╭─ Supplied material

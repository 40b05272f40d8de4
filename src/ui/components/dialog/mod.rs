//! Dialog components for TUI

mod base;
mod error_dialog;

pub use base::{render_dialog, DialogConfig};
pub use error_dialog::render_error_dialog;
//! docreq-tui - Document Request Email Generator
//!
//! A Ratatui-based TUI that turns a handful of applicant details into the
//! standard admissions document request email and its follow-ups.
//! Applicant data stays in memory for the lifetime of the process.

mod app;
mod clipboard;
mod config;
mod email;
mod state;
mod ui;

use anyhow::Result;
use app::App;
use config::GeneratorConfig;
use crossterm::{
    event::{self, Event, KeyCode, KeyEventKind, KeyModifiers},
    execute,
    terminal::{disable_raw_mode, enable_raw_mode, EnterAlternateScreen, LeaveAlternateScreen},
};
use ratatui::{backend::CrosstermBackend, Terminal};
use std::io;
use std::time::Duration;
use tracing_subscriber::{layer::SubscriberExt, util::SubscriberInitExt};

fn main() -> Result<()> {
    // Initialize logging; stderr shares the terminal, so keep it quiet unless asked
    tracing_subscriber::registry()
        .with(
            tracing_subscriber::EnvFilter::try_from_default_env()
                .unwrap_or_else(|_| "docreq_tui=warn".into()),
        )
        .with(tracing_subscriber::fmt::layer().with_writer(io::stderr))
        .init();

    let config = GeneratorConfig::load().unwrap_or_else(|err| {
        tracing::warn!("Ignoring unreadable config: {err}");
        GeneratorConfig::default()
    });

    // Setup terminal
    enable_raw_mode()?;
    let mut stdout = io::stdout();
    execute!(stdout, EnterAlternateScreen)?;
    let backend = CrosstermBackend::new(stdout);
    let mut terminal = Terminal::new(backend)?;

    let mut app = App::new(config);
    let result = run_app(&mut terminal, &mut app);

    // Restore terminal
    disable_raw_mode()?;
    execute!(terminal.backend_mut(), LeaveAlternateScreen)?;
    terminal.show_cursor()?;

    // Handle any errors
    if let Err(err) = result {
        eprintln!("Error: {err:?}");
        std::process::exit(1);
    }

    Ok(())
}

fn run_app<B: ratatui::backend::Backend>(terminal: &mut Terminal<B>, app: &mut App) -> Result<()> {
    loop {
        terminal.draw(|frame| ui::draw(frame, app))?;

        if event::poll(Duration::from_millis(100))? {
            if let Event::Key(key) = event::read()? {
                // Windows reports releases too
                if key.kind != KeyEventKind::Press {
                    continue;
                }

                // Global quit: Ctrl+C
                if key.code == KeyCode::Char('c') && key.modifiers.contains(KeyModifiers::CONTROL)
                {
                    return Ok(());
                }

                app.handle_key(key)?;
            }
        }

        if app.should_quit() {
            return Ok(());
        }
    }
}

╰─

§ **Problem requirements**: Whatever else the listing above holds, retype exactly only the lines from the one containing "execute!(stdout, EnterAlternateScreen)?;" to the one containing "Handle any errors", both ends kept.

§ **Answer to this exercise**:
    execute!(stdout, EnterAlternateScreen)?;
    let backend = CrosstermBackend::new(stdout);
    let mut terminal = Terminal::new(backend)?;

    let mut app = App::new(config);
    let result = run_app(&mut terminal, &mut app);

    // Restore terminal
    disable_raw_mode()?;
    execute!(terminal.backend_mut(), LeaveAlternateScreen)?;
    terminal.show_cursor()?;

    // Handle any errors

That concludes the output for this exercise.